Soccer had been my life, so I started running to stay in shape. In college, I was approached by
one of my professors who had seen me running around campus and asked me about joining the
cross country team. I thought he was crazy, running long distances for fun? However, my junior
year I found myself trying out for the cross country team. I was number one on our team, second
in New England, and I qualified individually for nationals where I placed 52. I’ve always
credited my running to slowing the progression of my liver disease.


After graduating from Saint Anselm College, and later Rivier College with a degree in nursing, I
moved back to Connecticut. My first job was at Yale New Haven Hospital. I have been a nurse
for the past 13 years working in various Emergency Departments, Intensive Care Units, Surgical
Recovery Units, and specialized units like Interventional Radiology. In May 2020, I passed my
nurse practitioner boards and I am hoping that once I am recovered I will be able to work with a
transplant team to help others who are going through what I have.


In 2013, I gave birth to my beautiful daughter Reagan. My husband, Dave, and I were
overjoyed, but the pregnancy took a heavy toll on my health. Reagan was born 5 weeks
early and only weighed 4 pounds. Reagan is a tough little fighter, and was discharged 3
days later while I spent another week in the hospital.


At the end of 2017, I was placed on the transplant list in tandem with my gallbladder
removal surgery. During the summer of 2020, my symptoms worsened and my doctor said
it was time to start looking for a living liver donor. I’ve always been a private person, so
when my husband and I decided to share with everyone that I needed a liver transplant it
was hard. We started a page on Facebook called “Cait Needs a Liver,” a few newspaper
articles were written, and the Ridgefield Running Company shared a call to action on my
behalf. On January 12, 2021 I received the call that Yale had found a match. My match
was Sophie Long, a 25 year old courageous and selfless runner, and former employee at
Ridgefield Field Running Company. Surgery was scheduled for January 26, which was
postponed at the last minute, until February 2, due to a COVID outbreak on one of the
floors.


After 10 hours in the Operation Room, Sophie was discharged after 5 days and I was right
behind her the next day. I would later have to go to IR for a hepatic arterial thrombosis
(HAT) and then the OR for a portal vein occlusion.

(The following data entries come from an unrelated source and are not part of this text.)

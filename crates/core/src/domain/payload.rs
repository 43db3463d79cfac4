//! Inbound request shapes.
//!
//! These mirror the JSON an agency portal submits. Nothing here is
//! validated; each domain entity has an explicit `from_payload` mapping and
//! its own `validate`.

use std::collections::HashMap;

use chrono::NaiveDate;
use rust_decimal::Decimal;
use serde::{Deserialize, Serialize};
use serde_json::Value;

use crate::domain::ids::{ActivityCodeId, QuestionId};
use crate::domain::policy_type::PolicyType;

#[derive(Clone, Debug, PartialEq, Serialize, Deserialize)]
pub struct ApplicationPayload {
    #[serde(default)]
    pub id: u64,
    #[serde(default)]
    pub test: bool,
    #[serde(default)]
    pub agency_location_id: Option<u64>,
    pub business: BusinessPayload,
    #[serde(default)]
    pub policies: Vec<PolicyPayload>,
    #[serde(default)]
    pub questions: HashMap<QuestionId, Value>,
}

#[derive(Clone, Copy, Debug, Default, PartialEq, Eq, Serialize, Deserialize)]
#[serde(rename_all = "lowercase")]
pub enum TaxIdType {
    #[default]
    Ein,
    Ssn,
}

#[derive(Clone, Debug, PartialEq, Serialize, Deserialize)]
pub struct BusinessPayload {
    pub name: String,
    #[serde(default)]
    pub dba: Option<String>,
    pub entity_type: String,
    pub tax_id: String,
    #[serde(default)]
    pub tax_id_type: TaxIdType,
    pub founded: NaiveDate,
    pub industry_code: u64,
    #[serde(default)]
    pub website: Option<String>,
    pub phone: String,
    pub mailing_address: String,
    pub mailing_zip: String,
    #[serde(default)]
    pub owners: Vec<OwnerPayload>,
    #[serde(default)]
    pub num_owners: Option<u32>,
    #[serde(default = "default_owners_included")]
    pub owners_included: bool,
    #[serde(default)]
    pub management_structure: Option<String>,
    #[serde(default)]
    pub corporation_type: Option<String>,
    #[serde(default)]
    pub unincorporated_association: Option<bool>,
    #[serde(default)]
    pub contacts: Vec<ContactPayload>,
    #[serde(default)]
    pub locations: Vec<LocationPayload>,
}

fn default_owners_included() -> bool {
    true
}

#[derive(Clone, Debug, Default, PartialEq, Serialize, Deserialize)]
pub struct OwnerPayload {
    pub first_name: String,
    pub last_name: String,
    pub ownership: Decimal,
}

#[derive(Clone, Debug, Default, PartialEq, Eq, Serialize, Deserialize)]
pub struct ContactPayload {
    pub first_name: String,
    pub last_name: String,
    pub email: String,
    pub phone: String,
    #[serde(default)]
    pub primary: bool,
}

#[derive(Clone, Debug, Default, PartialEq, Serialize, Deserialize)]
pub struct LocationPayload {
    pub address: String,
    #[serde(default)]
    pub address2: Option<String>,
    pub zip: String,
    #[serde(default)]
    pub full_time_employees: u32,
    #[serde(default)]
    pub part_time_employees: u32,
    #[serde(default)]
    pub square_footage: Option<u32>,
    #[serde(default)]
    pub unemployment_number: Option<String>,
    #[serde(default)]
    pub activity_codes: Vec<ActivityCodePayload>,
}

#[derive(Clone, Debug, Default, PartialEq, Serialize, Deserialize)]
pub struct ActivityCodePayload {
    pub id: ActivityCodeId,
    pub payroll: Decimal,
}

#[derive(Clone, Debug, PartialEq, Serialize, Deserialize)]
pub struct PolicyPayload {
    pub policy_type: PolicyType,
    pub effective_date: NaiveDate,
    pub limits: String,
    #[serde(default)]
    pub insurers: Vec<u64>,
    #[serde(default)]
    pub claims: Vec<ClaimPayload>,
    #[serde(default)]
    pub gross_sales: Option<Decimal>,
    #[serde(default)]
    pub coverage_lapse_non_payment: Option<bool>,
    #[serde(default)]
    pub deductible: Option<u32>,
    #[serde(default)]
    pub coverage_lapse: Option<bool>,
}

#[derive(Clone, Debug, PartialEq, Serialize, Deserialize)]
pub struct ClaimPayload {
    pub date: NaiveDate,
    #[serde(default)]
    pub amount_paid: Decimal,
    #[serde(default)]
    pub amount_reserved: Decimal,
    #[serde(default)]
    pub missed_work: bool,
    #[serde(default)]
    pub open: bool,
}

The path to recovery has not been easy, but I am taking it one day at a time, listening to my
body and hugging and kissing my family every chance I get.

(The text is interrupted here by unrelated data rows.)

//! Per-carrier quote and bind adapters.
//!
//! Adapters are registered against `(insurer slug, policy type)`. A missing
//! registration means the pair is not quotable; it is never an error.

use std::collections::HashMap;
use std::fmt;
use std::sync::Arc;

use async_trait::async_trait;

use crate::config::Environment;
use crate::domain::agency_location::AgencyLocation;
use crate::domain::application::Application;
use crate::domain::insurer::{Credentials, Insurer};
use crate::domain::policy::Policy;
use crate::domain::policy_type::PolicyType;
use crate::domain::quote::{BindDecision, QuoteBind, QuoteOutcome};
use crate::ports::IntegrationError;

/// Everything an adapter may read to price one policy with one carrier.
#[derive(Clone, Copy, Debug)]
pub struct QuoteRequest<'a> {
    pub application: &'a Application,
    pub agency: &'a AgencyLocation,
    pub policy: &'a Policy,
    pub insurer: &'a Insurer,
    pub credentials: Option<&'a Credentials>,
    pub environment: Environment,
}

#[async_trait]
pub trait QuoteIntegration: Send + Sync {
    /// Adapters own their timeouts and rate limiting.
    async fn quote(&self, request: QuoteRequest<'_>) -> Result<QuoteOutcome, IntegrationError>;
}

#[async_trait]
pub trait BindIntegration: Send + Sync {
    async fn bind(&self, bind: &QuoteBind) -> Result<BindDecision, IntegrationError>;
}

type IntegrationKey = (String, PolicyType);

#[derive(Clone, Default)]
pub struct IntegrationRegistry {
    quote: HashMap<IntegrationKey, Arc<dyn QuoteIntegration>>,
    bind: HashMap<IntegrationKey, Arc<dyn BindIntegration>>,
}

impl IntegrationRegistry {
    pub fn new() -> Self {
        Self::default()
    }

    pub fn register_quote(
        &mut self,
        slug: impl Into<String>,
        policy_type: PolicyType,
        integration: Arc<dyn QuoteIntegration>,
    ) -> &mut Self {
        self.quote.insert((normalize_slug(slug), policy_type), integration);
        self
    }

    pub fn register_bind(
        &mut self,
        slug: impl Into<String>,
        policy_type: PolicyType,
        integration: Arc<dyn BindIntegration>,
    ) -> &mut Self {
        self.bind.insert((normalize_slug(slug), policy_type), integration);
        self
    }

    pub fn quote_integration(
        &self,
        slug: &str,
        policy_type: PolicyType,
    ) -> Option<Arc<dyn QuoteIntegration>> {
        self.quote.get(&(slug.trim().to_ascii_lowercase(), policy_type)).cloned()
    }

    pub fn bind_integration(
        &self,
        slug: &str,
        policy_type: PolicyType,
    ) -> Option<Arc<dyn BindIntegration>> {
        self.bind.get(&(slug.trim().to_ascii_lowercase(), policy_type)).cloned()
    }

    pub fn is_empty(&self) -> bool {
        self.quote.is_empty() && self.bind.is_empty()
    }
}

fn normalize_slug(slug: impl Into<String>) -> String {
    slug.into().trim().to_ascii_lowercase()
}

impl fmt::Debug for IntegrationRegistry {
    fn fmt(&self, f: &mut fmt::Formatter<'_>) -> fmt::Result {
        let mut quote: Vec<String> =
            self.quote.keys().map(|(slug, policy_type)| format!("{slug}/{policy_type}")).collect();
        quote.sort();
        let mut bind: Vec<String> =
            self.bind.keys().map(|(slug, policy_type)| format!("{slug}/{policy_type}")).collect();
        bind.sort();
        f.debug_struct("IntegrationRegistry").field("quote", &quote).field("bind", &bind).finish()
    }
}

I have been under the care of Dr. James Boyer at Yale New Haven Hospital since I was 17.
He has been there for me, for every major event I’ve had in my life. I cannot thank him
enough for everything he has done for me. He is a brilliant man and I am forever grateful.
The whole transplant team at Yale has been amazing, especially my hepatologist Dr. Kim
To. Dr. To started me on this journey and has been there encouraging me every step of the
way. She has answered every ridiculous question I have asked, and offered perspective to
my husband and I during stressful times. The transplant team performs miracles.

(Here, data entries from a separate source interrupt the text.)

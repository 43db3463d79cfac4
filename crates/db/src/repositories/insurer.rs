use std::str::FromStr;

use chrono::{DateTime, Utc};
use rust_decimal::Decimal;
use sqlx::Row;

use coverquote_core::domain::insurer::{OutageWindow, PackageType, PaymentPlan};
use coverquote_core::ports::{InsurerRecord, InsurerStore, RepositoryError};
use coverquote_core::{InsurerId, PaymentPlanId, PolicyType};

use super::{db_error, decode_error, to_i64, to_u64};
use crate::DbPool;

pub struct SqlInsurerStore {
    pool: DbPool,
}

impl SqlInsurerStore {
    pub fn new(pool: DbPool) -> Self {
        Self { pool }
    }

    pub async fn save(&self, record: &InsurerRecord) -> Result<(), RepositoryError> {
        sqlx::query(
            "INSERT INTO insurer (id, name, slug, policy_types, live_username, live_password,
                                  test_username, test_password)
             VALUES (?, ?, ?, ?, ?, ?, ?, ?)
             ON CONFLICT(id) DO UPDATE SET
                 name = excluded.name,
                 slug = excluded.slug,
                 policy_types = excluded.policy_types,
                 live_username = excluded.live_username,
                 live_password = excluded.live_password,
                 test_username = excluded.test_username,
                 test_password = excluded.test_password",
        )
        .bind(to_i64(record.id.0))
        .bind(&record.name)
        .bind(&record.slug)
        .bind(encode_policy_types(&record.policy_types))
        .bind(&record.live_username)
        .bind(&record.live_password)
        .bind(&record.test_username)
        .bind(&record.test_password)
        .execute(&self.pool)
        .await
        .map_err(db_error)?;
        Ok(())
    }

    pub async fn save_payment_plan(
        &self,
        insurer_id: InsurerId,
        plan: &PaymentPlan,
    ) -> Result<(), RepositoryError> {
        sqlx::query(
            "INSERT INTO insurer_payment_plan (insurer_id, payment_plan_id, name, premium_threshold)
             VALUES (?, ?, ?, ?)
             ON CONFLICT(insurer_id, payment_plan_id) DO UPDATE SET
                 name = excluded.name,
                 premium_threshold = excluded.premium_threshold",
        )
        .bind(to_i64(insurer_id.0))
        .bind(to_i64(plan.id.0))
        .bind(&plan.name)
        .bind(plan.premium_threshold.to_string())
        .execute(&self.pool)
        .await
        .map_err(db_error)?;
        Ok(())
    }

    pub async fn save_outage(
        &self,
        insurer_id: InsurerId,
        window: &OutageWindow,
    ) -> Result<(), RepositoryError> {
        sqlx::query("INSERT INTO insurer_outage (insurer_id, starts_at, ends_at) VALUES (?, ?, ?)")
            .bind(to_i64(insurer_id.0))
            .bind(window.start.to_rfc3339())
            .bind(window.end.to_rfc3339())
            .execute(&self.pool)
            .await
            .map_err(db_error)?;
        Ok(())
    }
}

fn encode_policy_types(types: &[PolicyType]) -> String {
    types.iter().map(PolicyType::as_str).collect::<Vec<_>>().join(",")
}

fn decode_policy_types(raw: &str) -> Result<Vec<PolicyType>, RepositoryError> {
    raw.split(',')
        .map(str::trim)
        .filter(|part| !part.is_empty())
        .map(|part| {
            PolicyType::parse(part)
                .ok_or_else(|| RepositoryError::Decode(format!("unknown policy type '{part}'")))
        })
        .collect()
}

fn parse_timestamp(raw: &str) -> Result<DateTime<Utc>, RepositoryError> {
    DateTime::parse_from_rfc3339(raw).map(|dt| dt.with_timezone(&Utc)).map_err(decode_error)
}

#[async_trait::async_trait]
impl InsurerStore for SqlInsurerStore {
    async fn load_insurer(&self, id: InsurerId) -> Result<Option<InsurerRecord>, RepositoryError> {
        let row = sqlx::query(
            "SELECT id, name, slug, policy_types, live_username, live_password,
                    test_username, test_password
             FROM insurer WHERE id = ?",
        )
        .bind(to_i64(id.0))
        .fetch_optional(&self.pool)
        .await
        .map_err(db_error)?;

        let Some(row) = row else {
            return Ok(None);
        };
        let policy_types: String = row.try_get("policy_types").map_err(decode_error)?;
        Ok(Some(InsurerRecord {
            id: InsurerId(to_u64(row.try_get("id").map_err(decode_error)?, "id")?),
            name: row.try_get("name").map_err(decode_error)?,
            slug: row.try_get("slug").map_err(decode_error)?,
            policy_types: decode_policy_types(&policy_types)?,
            live_username: row.try_get("live_username").map_err(decode_error)?,
            live_password: row.try_get("live_password").map_err(decode_error)?,
            test_username: row.try_get("test_username").map_err(decode_error)?,
            test_password: row.try_get("test_password").map_err(decode_error)?,
        }))
    }

    async fn load_payment_plans(&self, id: InsurerId) -> Result<Vec<PaymentPlan>, RepositoryError> {
        let rows = sqlx::query(
            "SELECT payment_plan_id, name, premium_threshold FROM insurer_payment_plan
             WHERE insurer_id = ? ORDER BY payment_plan_id",
        )
        .bind(to_i64(id.0))
        .fetch_all(&self.pool)
        .await
        .map_err(db_error)?;

        rows.iter()
            .map(|row| {
                let threshold: String = row.try_get("premium_threshold").map_err(decode_error)?;
                Ok(PaymentPlan {
                    id: PaymentPlanId(to_u64(
                        row.try_get("payment_plan_id").map_err(decode_error)?,
                        "payment_plan_id",
                    )?),
                    name: row.try_get("name").map_err(decode_error)?,
                    premium_threshold: Decimal::from_str(&threshold).map_err(decode_error)?,
                })
            })
            .collect()
    }

    async fn load_package_types(&self, id: InsurerId) -> Result<Vec<PackageType>, RepositoryError> {
        let rows = sqlx::query(
            "SELECT package_type_id, name FROM insurer_package_type
             WHERE insurer_id = ? ORDER BY package_type_id",
        )
        .bind(to_i64(id.0))
        .fetch_all(&self.pool)
        .await
        .map_err(db_error)?;

        rows.iter()
            .map(|row| {
                Ok(PackageType {
                    id: to_u64(row.try_get("package_type_id").map_err(decode_error)?, "package_type_id")?,
                    name: row.try_get("name").map_err(decode_error)?,
                })
            })
            .collect()
    }

    async fn load_outages(&self, id: InsurerId) -> Result<Vec<OutageWindow>, RepositoryError> {
        let rows = sqlx::query(
            "SELECT starts_at, ends_at FROM insurer_outage WHERE insurer_id = ? ORDER BY starts_at",
        )
        .bind(to_i64(id.0))
        .fetch_all(&self.pool)
        .await
        .map_err(db_error)?;

        rows.iter()
            .map(|row| {
                let start: String = row.try_get("starts_at").map_err(decode_error)?;
                let end: String = row.try_get("ends_at").map_err(decode_error)?;
                Ok(OutageWindow { start: parse_timestamp(&start)?, end: parse_timestamp(&end)? })
            })
            .collect()
    }
}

My donor, Sophie, is an amazing, genuine, inspiring and selfless person that I’ll never be
able to thank enough. She’s an angel. While my disease had not yet hospitalized me, and
I wasn’t gravely ill at the time of surgery, the cards were on the table and there was no
chance of cure or recovery. Sophie has given me the gift of a chance to grow old with my
family, to be there for all the big and small moments that every parent and spouse imagines
and often takes for granted. Sophie has also spared me, my entire family, and those who
care about me from the reality of experiencing and witnessing the full and agonizing
digression of my liver disease spread out over months and years. For these things I will
forever be grateful and humbled. Organ donors, both living and deceased, are real life
superheroes deserving of the highest levels of our admiration.